I quit therapy over this
Being the most spoiled doesn’t make you the golden child
I ended things with my most recent therapist in December after I realized that regardless of what I wanted to talk about, he brought everything back to the fact that I clearly hadn’t “gotten over the loss of [my] mother” and a deep obsession with who was the favorite child in my family growing up. Ironically, my mother was always sad to not be brought into various therapeutic settings when I was younger because as she said on repeat “it’s always the mother’s fault!” And I always had to break it to her that, sadly, she did a great job.
As much as I appreciate a psychologist with a Freud-Adler fixation (since that’s about where my knowledge of psych started and stopped so it keeps us on equal footing), I found none of that helpful. I was there to talk about career transitions and the favorite child question seemed wholly irrelevant.
It could have been my fault; perhaps I wasn’t giving enough raw material for him to work with. My parents each held individual relationships with each of us and while we all have very different relationships with them, I don’t think there was favoritism. At my mother’s 70th birthday party, she noted in her toast that she and each of her sisters all believed they were their mother’s favorite — while her own children (the three of us) all said we were the least favorite. That probably sums up the actual dynamic: one of heavy teasing, which I never took well. Even at my wedding, my family stood together to sing a childhood song meant to lightly but lovingly mock me. If gentle teasing was meant to thicken the skin, it didn’t work. On my long list of faults I include: being wildly sensitive, a poor loser, and being particularly sensitive about losing.
My therapist would interject here and say “what would your brothers say if I asked them?” I’m confident they’d say the same while pointing out I was absolutely the most spoiled by several miles. Fair.
Last week I talked about my love of Reddit’s AITA and should note that “golden children” is a whole other beloved topic there and one with which I was unfamiliar prior to hanging out on that subreddit. I definitely had the chance to observe it in friends where it was clear parents favored someone (often a younger brother, interestingly), but it really wasn’t our family’s pathology.
The golden child framework does provide some clarity though. We have (former Prince) Andrew as exhibit A — always considered to be the Queen’s favorite, and the result was a man so protected from consequences that accountability became structurally impossible. Being the favorite didn’t make him beloved by the public, successful in his endeavors, or particularly self-aware. It made him untouchable for way too long, which becomes extra problematic when justice is at stake. It also likely left him unprepared for the day he would be photographed looking slumped and scared in the back of a Range Rover while the King announced he would let “the law take its course.”

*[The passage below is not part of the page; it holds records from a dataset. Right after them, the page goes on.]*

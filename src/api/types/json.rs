//! JSON extractor that reports rejections in the API error format

use axum::{
    extract::{FromRequest, Request},
    http::StatusCode,
    response::{IntoResponse, Response},
    Json as AxumJson,
};
use serde::de::DeserializeOwned;

use super::error::{ApiErrorDetail, ApiErrorResponse, ApiErrorType};

/// Wrapper around `axum::Json` whose rejections use [`ApiErrorResponse`]
#[derive(Debug, Clone, Copy, Default)]
pub struct Json<T>(pub T);

impl<T> Json<T> {
    pub fn into_inner(self) -> T {
        self.0
    }
}

#[derive(Debug)]
pub struct JsonRejection {
    status: StatusCode,
    message: String,
}

impl IntoResponse for JsonRejection {
    fn into_response(self) -> Response {
        let response = ApiErrorResponse {
            error: ApiErrorDetail {
                message: self.message,
                error_type: ApiErrorType::InvalidRequestError,
                param: None,
                code: Some("json_parse_error".to_string()),
            },
        };

        (self.status, AxumJson(response)).into_response()
    }
}

impl<S, T> FromRequest<S> for Json<T>
where
    T: DeserializeOwned,
    S: Send + Sync,
{
    type Rejection = JsonRejection;

    async fn from_request(req: Request, state: &S) -> Result<Self, Self::Rejection> {
        match AxumJson::<T>::from_request(req, state).await {
            Ok(AxumJson(value)) => Ok(Json(value)),
            Err(rejection) => Err(JsonRejection {
                status: rejection.status(),
                message: rejection_message(&rejection),
            }),
        }
    }
}

fn rejection_message(rejection: &axum::extract::rejection::JsonRejection) -> String {
    use axum::extract::rejection::JsonRejection::*;

    match rejection {
        JsonDataError(err) => format!("Invalid JSON data: {}", err.body_text()),
        JsonSyntaxError(err) => format!("Invalid JSON syntax: {}", err.body_text()),
        MissingJsonContentType(_) => {
            "Missing Content-Type header. Expected 'application/json'.".to_string()
        }
        _ => "Invalid JSON request".to_string(),
    }
}

impl<T> IntoResponse for Json<T>
where
    T: serde::Serialize,
{
    fn into_response(self) -> Response {
        AxumJson(self.0).into_response()
    }
}

#[cfg(test)]
mod tests {
    use super::*;

    #[test]
    fn test_rejection_uses_api_error_format() {
        let rejection = JsonRejection {
            status: StatusCode::UNPROCESSABLE_ENTITY,
            message: "Invalid JSON data: missing field `name`".to_string(),
        };

        let response = rejection.into_response();
        assert_eq!(response.status(), StatusCode::UNPROCESSABLE_ENTITY);
    }

    #[test]
    fn test_into_inner() {
        assert_eq!(Json(42).into_inner(), 42);
    }
}
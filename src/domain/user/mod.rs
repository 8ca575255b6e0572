//! User domain
//!
//! Identities arrive from the trusted forwarding proxy as email-like strings
//! and are normalised before they reach the directory or the shadow store.

mod entity;
mod validation;

pub use entity::UserId;
pub use validation::{normalize_user_id, UserValidationError};
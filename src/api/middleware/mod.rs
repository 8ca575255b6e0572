//! API middleware components

pub mod forwarded_user;

pub use forwarded_user::{RequireUser, FORWARDED_EMAIL_HEADER};
//! Key name validation

use thiserror::Error;

use crate::domain::DomainError;

#[derive(Debug, Error, Clone, PartialEq)]
pub enum KeyValidationError {
    #[error("Key name cannot be empty")]
    EmptyName,

    #[error("Key name exceeds maximum length of {0} characters")]
    NameTooLong(usize),

    #[error("Key name contains a control character")]
    ControlCharacter,
}

impl From<KeyValidationError> for DomainError {
    fn from(err: KeyValidationError) -> Self {
        DomainError::validation(err.to_string())
    }
}

const MAX_KEY_NAME_LENGTH: usize = 64;

/// Validate a user-chosen key name
///
/// The name doubles as the directory alias and as the fallback correlation
/// key during reconciliation, so it is compared verbatim after trimming.
pub fn validate_key_name(name: &str) -> Result<(), KeyValidationError> {
    let name = name.trim();

    if name.is_empty() {
        return Err(KeyValidationError::EmptyName);
    }

    if name.chars().count() > MAX_KEY_NAME_LENGTH {
        return Err(KeyValidationError::NameTooLong(MAX_KEY_NAME_LENGTH));
    }

    if name.chars().any(char::is_control) {
        return Err(KeyValidationError::ControlCharacter);
    }

    Ok(())
}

While not the largest of sample sets, my takeaway from Andrew and many AITA threads is that at its worst, the “favorite” produces not a loved child but an exempted one. Perhaps that’s where my former therapist was actually headed: underneath the terminology was a real question — was I seen as a child? Did I get what I needed? Did I internalize some kind of rank? A legitimate question, just forced into the wrong framing.
Marrying into a new family with three kids ranging from 8 to 15 brought with it new dynamics and hierarchies. It’s a family that didn’t tease much until I joined it, and then everyone was confused when she who could dish it couldn’t take it — part of my charm. What did disturb me at the start was that Oldest was constantly called “perfect.” It was meant to compliment her general kindness and thoughtful demeanor, but I — ever the youngest child with a light chip on my shoulder — was horrified.
How did everyone, extended family included, not see that this freezes the labeled kid in a role and the rest of the family organizes around her? If one child is regularly called perfect, even with a glimmer in the eye, those who are not called perfect know they are at the very least, a little bit less than. While not intended, that kind of thing is playing favorites.
It’s not purely a vocabulary question, although that’s certainly a big part of it: favorite, golden, liked, loved, seen — none of them are exactly the same thing. You can be fair and equitable with various resources but not be equally drawn to everyone. You can love without liking. Affinity isn’t a choice, but you get to choose what you do with it. The goal isn’t to feel the same about everyone; it can be to ensure that your affinities don’t do damage.
That’s what my therapist kept missing, and what the AITA golden child threads mostly miss too. The question was never whether someone was the favorite but rather what the favorite status was doing — whether it was building someone up or exempting them from the ordinary work of being a person (or basic justice). “Perfect” does the same damage as “golden child,” just with better PR. My family’s teasing, obnoxious as I found (and still find) it, was, at least, egalitarian. Everyone got some. Nobody got a pass. And if you tried to get out of it, you found multiple people singing a song to you asking you to smile — every sullen teenager’s dream.
I’ll also admit it’s hard to be around more than one person and not think about who I like more – had I had the chance to be “The Bachelorette,” it would have been a real short season. The true challenge will always come back to how those thoughts manifest.
Navigating all of it is easier when you have three kids: they may outnumber you but the odds are ultimately in your favor. Derek Jeter got to Cooperstown with a 0.310 regular season batting average so liking even one out of three at a time is pretty impressive.